---
title: "Retrieve GO Gene Sets from BioMart"
author: "Zuguang Gu (z.gu@dkfz.de)"
date: '`r Sys.Date()`'
output: rmarkdown::html_vignette
vignette: >
  %\VignetteIndexEntry{Retrieve GO Gene Sets from BioMart}
  %\VignetteEngine{knitr::rmarkdown}
  %\VignetteEncoding{UTF-8}
---

```{r, eval = TRUE, echo = FALSE}
library(knitr)
knitr::opts_chunk$set(
    error = FALSE,
    tidy  = FALSE,
    message = FALSE
)
```


This vignette demonstrates how to manually collect GO gene sets from [BioMart](https://www.ensembl.org/info/data/biomart/index.html). The source
code for retrieving GO gene sets for all supported organisms on BioMart can be found from the following location:

```{r}
system.file("scripts", "biomart_genesets.R", package = "BioMartGOGeneSets")
```

Retrieving GO gene sets from BioMart is a two-step process.
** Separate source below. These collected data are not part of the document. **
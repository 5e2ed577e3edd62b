//! Optimization Rule - Predicate Rewriter
//!
//! Goal: choose more efficient predicate evaluations.
//!
//! Local rewrites to faster forms, even when the result can't be pushed:
//! LIKE patterns without wildcards become equality checks, `%literal%`
//! patterns become substring searches, single-element IN lists become
//! equalities, `= ANY(array)` becomes IN, interval comparisons are
//! reordered into timestamp comparisons, and `CASE WHEN x IS NULL THEN y
//! ELSE x END` collapses to `IFNULL(x, y)`.

use regex::Regex;

use crate::errors::Result;
use crate::expression::operator_map::determine_type;
use crate::expression::{BinaryOp, CompareOp, Node, NodeType, NodeValue, UnaryOp};
use crate::optimizer::{OptimizationStrategy, OptimizerContext};
use crate::plan::{LogicalPlanNode, LogicalPlanStepType};
use crate::statistics::QueryStatistics;
use crate::value::{Value, ValueType};

pub struct PredicateRewriteStrategy {
    statistics: QueryStatistics,
}

impl PredicateRewriteStrategy {
    pub fn new(statistics: QueryStatistics) -> Self {
        PredicateRewriteStrategy { statistics }
    }
}

fn in_rewrite(op: CompareOp) -> Option<CompareOp> {
    match op {
        CompareOp::InList => Some(CompareOp::Eq),
        CompareOp::NotInList => Some(CompareOp::NotEq),
        _ => None,
    }
}

fn like_rewrite(op: CompareOp) -> Option<CompareOp> {
    match op {
        CompareOp::Like => Some(CompareOp::Eq),
        CompareOp::NotLike => Some(CompareOp::NotEq),
        _ => None,
    }
}

fn instr_rewrite(op: CompareOp) -> Option<CompareOp> {
    match op {
        CompareOp::Like => Some(CompareOp::InStr),
        CompareOp::NotLike => Some(CompareOp::NotInStr),
        CompareOp::ILike => Some(CompareOp::IInStr),
        CompareOp::NotILike => Some(CompareOp::NotIInStr),
        _ => None,
    }
}

/// Rewrite IN conditions with a single value to equality conditions.
fn rewrite_in_to_eq(mut predicate: Node, op: CompareOp) -> Node {
    predicate.value = NodeValue::Comparison(in_rewrite(op).unwrap_or(op));
    if let Some(right) = predicate.right.as_mut() {
        if let Some(Value::Array(items)) = right.value.as_literal().cloned() {
            if let Some(single) = items.into_iter().next() {
                right.value_type = Some(single.value_type());
                right.value = NodeValue::Literal(single);
            }
        }
    }
    predicate
}

/// Rewrite `end - start > interval` as `start + interval > end`: comparing
/// two timestamps is cheaper than comparing two intervals.
fn reorder_interval_calc(mut predicate: Node) -> Node {
    let Some(difference) = predicate.left.take() else {
        return predicate;
    };
    if difference.value.as_binary() != Some(BinaryOp::Minus) {
        predicate.left = Some(difference);
        return predicate;
    }
    let Some(interval) = predicate.right.take() else {
        predicate.left = Some(difference);
        return predicate;
    };
    let (Some(date_end), Some(date_start)) = (difference.left, difference.right) else {
        return predicate;
    };

    let mut shifted = Node::binary(BinaryOp::Plus, *date_start, *interval);
    shifted.value_type = Some(ValueType::Timestamp);
    predicate.left = Some(date_end);
    predicate.right = Some(Box::new(shifted));
    predicate.value_type = Some(ValueType::Boolean);
    predicate
}

fn rewrite_predicate(mut predicate: Node, statistics: &QueryStatistics) -> Node {
    if matches!(predicate.node_type, NodeType::And | NodeType::Or | NodeType::Xor) {
        predicate.left = predicate
            .left
            .map(|n| Box::new(rewrite_predicate(*n, statistics)));
        predicate.right = predicate
            .right
            .map(|n| Box::new(rewrite_predicate(*n, statistics)));
        return predicate;
    }
    if !matches!(
        predicate.node_type,
        NodeType::ComparisonOperator | NodeType::BinaryOperator
    ) {
        // after rewrites, some filters aren't actually predicates
        return predicate;
    }

    let Some(op) = predicate.value.as_comparison() else {
        return predicate;
    };

    let right_type = predicate
        .right
        .as_ref()
        .map(|r| determine_type(r))
        .unwrap_or(ValueType::Missing);

    if right_type == ValueType::Varchar {
        if let Some(pattern) = predicate
            .right
            .as_ref()
            .and_then(|r| r.value.as_literal())
            .and_then(|v| v.as_str().map(str::to_string))
        {
            if matches!(
                op,
                CompareOp::Like | CompareOp::ILike | CompareOp::NotLike | CompareOp::NotILike
            ) && pattern.contains("%%")
            {
                statistics.increment(
                    "optimization_predicate_rewriter_remove_adjacent_wildcards",
                    1,
                );
                let collapsed = Regex::new("%+")
                    .map(|re| re.replace_all(&pattern, "%").to_string())
                    .unwrap_or(pattern.clone());
                if let Some(right) = predicate.right.as_mut() {
                    right.value = NodeValue::Literal(Value::Varchar(collapsed));
                }
            }

            let pattern = predicate
                .right
                .as_ref()
                .and_then(|r| r.value.as_literal())
                .and_then(|v| v.as_str().map(str::to_string))
                .unwrap_or_default();

            if let Some(rewritten) = like_rewrite(op) {
                if !pattern.contains('%') && !pattern.contains('_') {
                    statistics
                        .increment("optimization_predicate_rewriter_remove_redundant_like", 1);
                    predicate.value = NodeValue::Comparison(rewritten);
                }
            }

            if let Some(rewritten) = instr_rewrite(op) {
                if !pattern.contains('_')
                    && pattern.len() > 2
                    && pattern.starts_with('%')
                    && pattern.ends_with('%')
                    && !pattern[1..pattern.len() - 1].contains('%')
                {
                    statistics.increment(
                        "optimization_predicate_rewriter_replace_like_with_in_string",
                        1,
                    );
                    let inner = pattern[1..pattern.len() - 1].to_string();
                    if let Some(right) = predicate.right.as_mut() {
                        right.value = NodeValue::Literal(Value::Varchar(inner));
                    }
                    predicate.value = NodeValue::Comparison(rewritten);
                }
            }
        }
    }

    let op = predicate.value.as_comparison().unwrap_or(op);

    // value = ANY(list of literals) is an IN list
    if op == CompareOp::AnyOpEq
        && predicate
            .right
            .as_ref()
            .is_some_and(|r| r.node_type == NodeType::Literal)
    {
        statistics.increment("optimization_predicate_rewriter_any_to_inlist", 1);
        predicate.value = NodeValue::Comparison(CompareOp::InList);
    }

    let op = predicate.value.as_comparison().unwrap_or(op);

    // single-element IN lists are equality checks
    if in_rewrite(op).is_some() {
        let single = predicate
            .right
            .as_ref()
            .and_then(|r| r.value.as_literal())
            .map_or(false, |v| matches!(v, Value::Array(items) if items.len() == 1));
        if single {
            statistics.increment("optimization_predicate_rewriter_in_to_equals", 1);
            return rewrite_in_to_eq(predicate, op);
        }
    }

    // interval arithmetic on the left of a comparison
    if predicate.node_type == NodeType::ComparisonOperator {
        let left_is_binary = predicate
            .left
            .as_ref()
            .is_some_and(|l| l.node_type == NodeType::BinaryOperator);
        if left_is_binary {
            let left_type = predicate
                .left
                .as_ref()
                .map(|l| determine_type(l))
                .unwrap_or(ValueType::Missing);
            let right_type = predicate
                .right
                .as_ref()
                .map(|r| determine_type(r))
                .unwrap_or(ValueType::Missing);
            if left_type == ValueType::Interval && right_type == ValueType::Interval {
                statistics.increment("optimization_predicate_rewriter_reorder_interval", 1);
                return reorder_interval_calc(predicate);
            }
        }
    }

    predicate
}

/// Rewrite `CASE WHEN x IS NULL THEN y ELSE x END` to `IFNULL(x, y)`.
fn rewrite_function(mut function: Node, statistics: &QueryStatistics) -> Node {
    let is_case = matches!(&function.value, NodeValue::Function(name) if name == "CASE");
    if !is_case || function.parameters.len() != 2 {
        return function;
    }
    let conditions = &function.parameters[0];
    let results = &function.parameters[1];
    if conditions.parameters.len() != 1 || results.parameters.len() != 2 {
        return function;
    }
    let condition = &conditions.parameters[0];
    if !matches!(condition.value, NodeValue::Unary(UnaryOp::IsNull)) {
        return function;
    }
    let Some(compare_column) = condition.centre.as_deref() else {
        return function;
    };
    let value_if_null = &results.parameters[0];
    let target_column = &results.parameters[1];

    let same_column = match (compare_column.identity(), target_column.identity()) {
        (Some(a), Some(b)) => a == b,
        _ => false,
    };
    if same_column {
        statistics.increment("optimization_predicate_rewriter_case_to_ifnull", 1);
        let parameters = vec![compare_column.clone(), value_if_null.clone()];
        function.value = NodeValue::Function("IFNULL".to_string());
        function.parameters = parameters;
    }
    function
}

impl OptimizationStrategy for PredicateRewriteStrategy {
    fn name(&self) -> &'static str {
        "PredicateRewrite"
    }

    fn visit(&self, node: &LogicalPlanNode, context: &mut OptimizerContext) -> Result<()> {
        match node.step {
            LogicalPlanStepType::Filter => {
                let mut node = node.clone();
                if let Some(condition) = node.condition.take() {
                    node.condition = Some(rewrite_predicate(condition, &self.statistics));
                }
                context.optimized_plan.add_node(context.node_id.clone(), node);
            }
            LogicalPlanStepType::Project => {
                let mut node = node.clone();
                node.columns = node
                    .columns
                    .into_iter()
                    .map(|column| {
                        let column = rewrite_predicate(column, &self.statistics);
                        rewrite_function(column, &self.statistics)
                    })
                    .collect();
                context.optimized_plan.add_node(context.node_id.clone(), node);
            }
            _ => {}
        }
        Ok(())
    }
}

#[cfg(test)]
mod tests {
    use super::*;
    use crate::schema::SchemaColumn;

    fn name_column() -> Node {
        Node::bound_identifier(SchemaColumn::new("name", ValueType::Varchar))
    }

    #[test]
    fn like_without_wildcards_becomes_eq() {
        let predicate = Node::comparison(
            CompareOp::Like,
            name_column(),
            Node::literal(Value::Varchar("Calypso".into())),
        );
        let rewritten = rewrite_predicate(predicate, &QueryStatistics::new());
        assert_eq!(rewritten.value.as_comparison(), Some(CompareOp::Eq));
    }

    #[test]
    fn adjacent_wildcards_collapse() {
        let predicate = Node::comparison(
            CompareOp::Like,
            name_column(),
            Node::literal(Value::Varchar("Cal%%%ypso%".into())),
        );
        let rewritten = rewrite_predicate(predicate, &QueryStatistics::new());
        assert_eq!(
            rewritten
                .right
                .as_ref()
                .and_then(|r| r.value.as_literal())
                .and_then(Value::as_str),
            Some("Cal%ypso%")
        );
    }

    #[test]
    fn contains_pattern_becomes_instr() {
        let predicate = Node::comparison(
            CompareOp::Like,
            name_column(),
            Node::literal(Value::Varchar("%lyps%".into())),
        );
        let rewritten = rewrite_predicate(predicate, &QueryStatistics::new());
        assert_eq!(rewritten.value.as_comparison(), Some(CompareOp::InStr));
        assert_eq!(
            rewritten
                .right
                .as_ref()
                .and_then(|r| r.value.as_literal())
                .and_then(Value::as_str),
            Some("lyps")
        );
    }

    #[test]
    fn single_element_in_list_becomes_eq() {
        let predicate = Node::comparison(
            CompareOp::InList,
            name_column(),
            Node::literal(Value::Array(vec![Value::Varchar("Io".into())])),
        );
        let rewritten = rewrite_predicate(predicate, &QueryStatistics::new());
        assert_eq!(rewritten.value.as_comparison(), Some(CompareOp::Eq));
        assert_eq!(
            rewritten
                .right
                .as_ref()
                .and_then(|r| r.value.as_literal()),
            Some(&Value::Varchar("Io".into()))
        );
    }

    #[test]
    fn any_eq_on_literal_array_becomes_in_list() {
        let predicate = Node::comparison(
            CompareOp::AnyOpEq,
            name_column(),
            Node::literal(Value::Array(vec![
                Value::Varchar("Io".into()),
                Value::Varchar("Moon".into()),
            ])),
        );
        let rewritten = rewrite_predicate(predicate, &QueryStatistics::new());
        assert_eq!(rewritten.value.as_comparison(), Some(CompareOp::InList));
    }

    #[test]
    fn case_is_null_collapses_to_ifnull() {
        let column = Node::bound_identifier(SchemaColumn::new("gm", ValueType::Double));
        let case = Node::function(
            "CASE",
            vec![
                Node::expression_list(vec![Node::unary(UnaryOp::IsNull, column.clone())]),
                Node::expression_list(vec![Node::literal(Value::Double(0.0)), column]),
            ],
        );
        let rewritten = rewrite_function(case, &QueryStatistics::new());
        assert!(matches!(&rewritten.value, NodeValue::Function(name) if name == "IFNULL"));
        assert_eq!(rewritten.parameters.len(), 2);
    }
}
### Step1. Retrieve the relations between GO terms and genes for a specific organism

The relations can be obtained from BioMart with the R package **biomaRt**.
First let's create a "Mart" object which is like a connection to the BioMart web-service. 
Because this is a gene-related relation, we set argument `biomart` to `"genes"`.

```{r}
library(biomaRt)
ensembl = useEnsembl(biomart = "genes")
ensembl
```

```{r, echo = FALSE}
ensembl = useEnsembl(biomart = "genes")
```

Please note, if later when you use **biomaRt** and see errors of "timeout", you can select a different mirror, such as:

```{r, eval = FALSE}
useEnsembl(biomart = "genes", mirror = "uswest")
```

Next we need to select an organism. In BioMart, it is called a "dataset". To get a proper value of an organism dataset,
we can use `listDatasets()` to get a list of supported datasets.

```{r}
datasets = listDatasets(ensembl)
dim(datasets)
head(datasets)
```

You can see there are a huge number of organisms supported in BioMart. The first column in `datasets` contains valid values
for `dataset` which will be used in later functions.

Sometimes it is not easy to find the dataset of your organism, especially when the organism is not a model organism. The second
column in `datasets` contains dataset descriptions, which sometimes can be helpful to find the right one.

In this example, we use the dataset for human `"hsapiens_gene_ensembl"`.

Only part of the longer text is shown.